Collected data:
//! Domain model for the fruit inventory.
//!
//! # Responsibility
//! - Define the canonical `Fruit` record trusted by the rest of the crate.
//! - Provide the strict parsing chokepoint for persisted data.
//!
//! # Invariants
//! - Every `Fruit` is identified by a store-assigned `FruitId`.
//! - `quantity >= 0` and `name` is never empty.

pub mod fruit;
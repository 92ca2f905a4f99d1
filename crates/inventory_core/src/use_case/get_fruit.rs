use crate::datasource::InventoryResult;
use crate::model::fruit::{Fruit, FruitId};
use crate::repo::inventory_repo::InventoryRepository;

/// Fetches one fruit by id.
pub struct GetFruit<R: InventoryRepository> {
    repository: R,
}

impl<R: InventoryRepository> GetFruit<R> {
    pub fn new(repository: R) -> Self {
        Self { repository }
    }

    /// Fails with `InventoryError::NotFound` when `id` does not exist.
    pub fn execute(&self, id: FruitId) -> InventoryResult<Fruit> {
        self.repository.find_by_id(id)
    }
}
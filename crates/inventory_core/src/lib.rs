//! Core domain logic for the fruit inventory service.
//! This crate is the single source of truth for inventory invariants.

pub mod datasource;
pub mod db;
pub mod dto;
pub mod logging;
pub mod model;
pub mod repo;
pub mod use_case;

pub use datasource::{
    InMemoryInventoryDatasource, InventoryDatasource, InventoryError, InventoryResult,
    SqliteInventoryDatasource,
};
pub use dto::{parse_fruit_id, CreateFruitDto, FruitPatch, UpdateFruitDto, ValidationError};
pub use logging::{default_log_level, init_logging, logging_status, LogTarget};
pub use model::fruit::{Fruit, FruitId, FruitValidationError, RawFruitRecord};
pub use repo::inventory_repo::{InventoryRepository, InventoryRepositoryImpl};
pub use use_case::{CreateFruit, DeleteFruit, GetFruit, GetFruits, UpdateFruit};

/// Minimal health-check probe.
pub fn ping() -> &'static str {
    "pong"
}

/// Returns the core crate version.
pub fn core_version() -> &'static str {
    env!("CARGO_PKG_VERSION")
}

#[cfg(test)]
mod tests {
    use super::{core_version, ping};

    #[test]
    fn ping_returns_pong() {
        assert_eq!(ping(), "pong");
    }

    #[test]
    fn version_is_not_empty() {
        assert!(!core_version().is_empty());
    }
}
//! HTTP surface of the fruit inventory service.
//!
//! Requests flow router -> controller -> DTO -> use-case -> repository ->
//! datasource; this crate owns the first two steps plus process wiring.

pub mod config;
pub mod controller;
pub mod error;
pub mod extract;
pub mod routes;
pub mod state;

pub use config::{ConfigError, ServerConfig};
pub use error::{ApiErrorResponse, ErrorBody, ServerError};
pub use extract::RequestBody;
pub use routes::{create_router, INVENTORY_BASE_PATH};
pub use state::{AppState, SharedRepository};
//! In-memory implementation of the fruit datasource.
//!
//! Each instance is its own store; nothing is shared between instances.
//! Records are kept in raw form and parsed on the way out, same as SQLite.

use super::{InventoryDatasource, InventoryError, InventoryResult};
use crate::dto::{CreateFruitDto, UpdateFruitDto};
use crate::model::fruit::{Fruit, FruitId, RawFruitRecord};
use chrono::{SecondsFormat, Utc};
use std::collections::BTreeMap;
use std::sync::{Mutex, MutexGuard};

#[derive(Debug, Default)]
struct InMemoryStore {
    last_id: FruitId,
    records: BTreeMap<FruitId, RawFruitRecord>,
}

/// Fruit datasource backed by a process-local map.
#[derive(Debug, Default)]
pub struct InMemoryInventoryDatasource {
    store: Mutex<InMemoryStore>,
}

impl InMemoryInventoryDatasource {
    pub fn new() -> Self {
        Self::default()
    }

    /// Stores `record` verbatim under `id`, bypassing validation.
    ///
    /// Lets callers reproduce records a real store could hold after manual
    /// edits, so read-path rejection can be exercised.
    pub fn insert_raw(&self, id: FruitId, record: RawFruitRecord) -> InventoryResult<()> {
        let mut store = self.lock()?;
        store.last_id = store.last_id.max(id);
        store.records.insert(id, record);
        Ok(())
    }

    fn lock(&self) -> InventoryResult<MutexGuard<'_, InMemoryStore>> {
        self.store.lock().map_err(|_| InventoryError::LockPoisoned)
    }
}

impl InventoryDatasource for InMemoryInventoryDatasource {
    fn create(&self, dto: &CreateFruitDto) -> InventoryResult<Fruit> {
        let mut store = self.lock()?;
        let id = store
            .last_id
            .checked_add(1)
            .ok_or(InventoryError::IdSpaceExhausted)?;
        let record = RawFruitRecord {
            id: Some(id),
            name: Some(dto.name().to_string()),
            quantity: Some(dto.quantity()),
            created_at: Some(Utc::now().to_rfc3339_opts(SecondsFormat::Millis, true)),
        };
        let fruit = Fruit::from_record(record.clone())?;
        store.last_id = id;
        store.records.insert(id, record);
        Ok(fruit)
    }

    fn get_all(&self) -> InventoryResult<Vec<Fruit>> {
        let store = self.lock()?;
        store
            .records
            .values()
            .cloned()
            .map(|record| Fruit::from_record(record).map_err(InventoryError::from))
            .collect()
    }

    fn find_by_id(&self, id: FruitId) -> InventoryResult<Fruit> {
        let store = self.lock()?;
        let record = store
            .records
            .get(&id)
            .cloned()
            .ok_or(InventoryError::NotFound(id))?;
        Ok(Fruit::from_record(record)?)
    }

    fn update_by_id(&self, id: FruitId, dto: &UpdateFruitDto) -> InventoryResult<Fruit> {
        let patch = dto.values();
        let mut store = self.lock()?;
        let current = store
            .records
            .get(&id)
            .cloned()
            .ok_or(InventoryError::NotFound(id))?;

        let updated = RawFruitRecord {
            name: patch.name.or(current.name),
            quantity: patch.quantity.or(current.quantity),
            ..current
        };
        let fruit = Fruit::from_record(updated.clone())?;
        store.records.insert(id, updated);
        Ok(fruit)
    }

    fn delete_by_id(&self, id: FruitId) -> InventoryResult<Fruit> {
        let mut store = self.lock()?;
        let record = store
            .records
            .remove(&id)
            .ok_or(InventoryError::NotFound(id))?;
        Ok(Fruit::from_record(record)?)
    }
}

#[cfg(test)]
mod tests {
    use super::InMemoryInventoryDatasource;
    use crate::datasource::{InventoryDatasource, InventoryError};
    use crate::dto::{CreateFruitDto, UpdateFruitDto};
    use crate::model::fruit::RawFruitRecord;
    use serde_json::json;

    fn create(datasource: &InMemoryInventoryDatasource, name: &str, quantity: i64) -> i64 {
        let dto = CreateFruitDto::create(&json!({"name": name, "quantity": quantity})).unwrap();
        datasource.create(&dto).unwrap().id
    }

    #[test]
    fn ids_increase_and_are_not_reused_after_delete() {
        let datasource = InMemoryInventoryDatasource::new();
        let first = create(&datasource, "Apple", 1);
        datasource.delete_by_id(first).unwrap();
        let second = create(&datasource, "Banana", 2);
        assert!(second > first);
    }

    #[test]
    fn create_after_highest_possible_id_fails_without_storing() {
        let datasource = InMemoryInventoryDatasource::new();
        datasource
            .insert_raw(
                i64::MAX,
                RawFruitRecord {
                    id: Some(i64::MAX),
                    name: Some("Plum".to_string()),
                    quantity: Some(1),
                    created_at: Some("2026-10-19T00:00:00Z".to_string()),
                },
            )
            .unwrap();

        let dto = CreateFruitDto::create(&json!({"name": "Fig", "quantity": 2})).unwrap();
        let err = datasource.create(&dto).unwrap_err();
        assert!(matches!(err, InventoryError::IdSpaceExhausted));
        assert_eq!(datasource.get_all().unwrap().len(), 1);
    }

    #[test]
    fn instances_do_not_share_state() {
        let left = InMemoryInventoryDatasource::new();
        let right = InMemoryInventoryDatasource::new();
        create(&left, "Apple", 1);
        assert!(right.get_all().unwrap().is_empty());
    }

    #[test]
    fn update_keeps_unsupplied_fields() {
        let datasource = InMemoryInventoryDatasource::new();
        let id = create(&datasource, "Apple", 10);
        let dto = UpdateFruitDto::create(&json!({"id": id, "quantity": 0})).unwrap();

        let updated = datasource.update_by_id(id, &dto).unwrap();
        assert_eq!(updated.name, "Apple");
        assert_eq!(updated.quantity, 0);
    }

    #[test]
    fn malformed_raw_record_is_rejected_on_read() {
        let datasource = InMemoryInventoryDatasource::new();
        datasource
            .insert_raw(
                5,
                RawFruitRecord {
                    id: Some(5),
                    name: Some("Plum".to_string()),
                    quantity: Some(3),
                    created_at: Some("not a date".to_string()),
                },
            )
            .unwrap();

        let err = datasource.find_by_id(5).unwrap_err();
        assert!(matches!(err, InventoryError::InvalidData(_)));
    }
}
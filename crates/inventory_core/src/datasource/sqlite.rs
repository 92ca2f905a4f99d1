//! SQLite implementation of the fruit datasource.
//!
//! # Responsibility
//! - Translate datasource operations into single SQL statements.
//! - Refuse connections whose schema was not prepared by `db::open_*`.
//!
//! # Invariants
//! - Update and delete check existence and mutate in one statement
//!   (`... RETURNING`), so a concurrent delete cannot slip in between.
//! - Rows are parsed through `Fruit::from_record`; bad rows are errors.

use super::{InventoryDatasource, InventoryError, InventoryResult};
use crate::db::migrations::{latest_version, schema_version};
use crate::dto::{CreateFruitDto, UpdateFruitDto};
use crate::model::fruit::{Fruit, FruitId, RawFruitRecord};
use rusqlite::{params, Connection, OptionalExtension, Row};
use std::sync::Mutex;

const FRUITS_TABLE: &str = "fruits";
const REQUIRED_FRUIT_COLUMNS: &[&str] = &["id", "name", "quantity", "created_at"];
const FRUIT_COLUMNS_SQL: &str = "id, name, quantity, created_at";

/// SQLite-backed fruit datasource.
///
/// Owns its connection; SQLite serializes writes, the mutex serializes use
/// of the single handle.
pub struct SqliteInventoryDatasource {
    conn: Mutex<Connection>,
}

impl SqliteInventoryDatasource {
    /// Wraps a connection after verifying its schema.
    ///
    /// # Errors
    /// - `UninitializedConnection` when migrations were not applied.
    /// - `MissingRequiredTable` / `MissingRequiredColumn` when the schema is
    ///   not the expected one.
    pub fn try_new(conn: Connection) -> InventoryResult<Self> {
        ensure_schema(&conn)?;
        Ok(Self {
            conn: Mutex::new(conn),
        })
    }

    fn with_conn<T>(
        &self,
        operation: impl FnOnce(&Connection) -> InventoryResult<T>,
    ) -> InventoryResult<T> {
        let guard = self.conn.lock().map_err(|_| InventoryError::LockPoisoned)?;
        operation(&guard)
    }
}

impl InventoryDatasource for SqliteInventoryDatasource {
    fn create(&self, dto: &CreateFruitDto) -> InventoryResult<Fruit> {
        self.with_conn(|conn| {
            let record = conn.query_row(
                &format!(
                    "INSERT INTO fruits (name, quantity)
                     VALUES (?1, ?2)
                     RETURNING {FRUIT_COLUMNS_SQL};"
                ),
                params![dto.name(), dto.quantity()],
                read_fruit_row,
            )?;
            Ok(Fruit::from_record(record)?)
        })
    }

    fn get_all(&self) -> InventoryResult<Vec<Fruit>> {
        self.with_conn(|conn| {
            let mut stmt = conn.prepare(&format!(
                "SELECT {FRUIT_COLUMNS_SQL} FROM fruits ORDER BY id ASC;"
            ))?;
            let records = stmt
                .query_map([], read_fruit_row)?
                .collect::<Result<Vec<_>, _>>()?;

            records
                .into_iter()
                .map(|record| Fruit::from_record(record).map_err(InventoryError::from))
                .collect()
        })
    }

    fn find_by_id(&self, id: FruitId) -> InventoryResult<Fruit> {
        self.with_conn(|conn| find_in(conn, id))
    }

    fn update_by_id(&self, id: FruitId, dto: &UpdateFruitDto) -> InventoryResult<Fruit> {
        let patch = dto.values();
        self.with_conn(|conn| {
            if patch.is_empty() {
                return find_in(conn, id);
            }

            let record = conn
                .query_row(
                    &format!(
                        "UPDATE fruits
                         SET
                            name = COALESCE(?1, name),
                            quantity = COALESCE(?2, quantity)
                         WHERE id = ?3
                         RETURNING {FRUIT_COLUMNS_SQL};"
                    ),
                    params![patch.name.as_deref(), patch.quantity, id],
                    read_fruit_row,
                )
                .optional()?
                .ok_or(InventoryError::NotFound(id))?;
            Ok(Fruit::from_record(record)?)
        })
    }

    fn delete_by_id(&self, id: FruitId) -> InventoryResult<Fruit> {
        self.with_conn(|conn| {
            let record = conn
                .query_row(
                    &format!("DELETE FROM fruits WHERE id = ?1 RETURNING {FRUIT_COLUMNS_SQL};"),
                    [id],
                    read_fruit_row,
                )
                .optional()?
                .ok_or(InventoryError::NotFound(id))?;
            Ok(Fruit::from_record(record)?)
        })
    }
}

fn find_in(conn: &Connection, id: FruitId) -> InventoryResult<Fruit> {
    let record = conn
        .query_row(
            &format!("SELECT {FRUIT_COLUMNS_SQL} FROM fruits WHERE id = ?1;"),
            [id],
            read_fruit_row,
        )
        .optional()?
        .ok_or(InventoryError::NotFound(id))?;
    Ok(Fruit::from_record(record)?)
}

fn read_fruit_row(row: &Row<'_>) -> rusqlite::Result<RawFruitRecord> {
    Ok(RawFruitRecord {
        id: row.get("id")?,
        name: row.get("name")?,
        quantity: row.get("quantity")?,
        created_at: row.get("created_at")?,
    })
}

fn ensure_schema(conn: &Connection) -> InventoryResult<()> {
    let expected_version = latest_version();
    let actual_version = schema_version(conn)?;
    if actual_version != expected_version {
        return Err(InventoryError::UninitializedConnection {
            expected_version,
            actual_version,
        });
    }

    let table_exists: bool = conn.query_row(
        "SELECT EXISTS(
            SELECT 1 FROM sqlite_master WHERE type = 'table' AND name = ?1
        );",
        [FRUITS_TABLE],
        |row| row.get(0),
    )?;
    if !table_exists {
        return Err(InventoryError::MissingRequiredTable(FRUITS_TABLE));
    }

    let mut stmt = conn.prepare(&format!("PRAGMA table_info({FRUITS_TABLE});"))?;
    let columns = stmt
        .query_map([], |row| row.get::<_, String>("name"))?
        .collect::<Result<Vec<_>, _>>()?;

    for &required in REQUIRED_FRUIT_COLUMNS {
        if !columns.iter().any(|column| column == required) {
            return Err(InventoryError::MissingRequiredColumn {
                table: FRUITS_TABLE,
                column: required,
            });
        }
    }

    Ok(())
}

Aim of the exercise:
Across the entries above, find each line with the word "static" and please copy it out.

Result for this task:
pub fn ping() -> &'static str {
pub fn core_version() -> &'static str {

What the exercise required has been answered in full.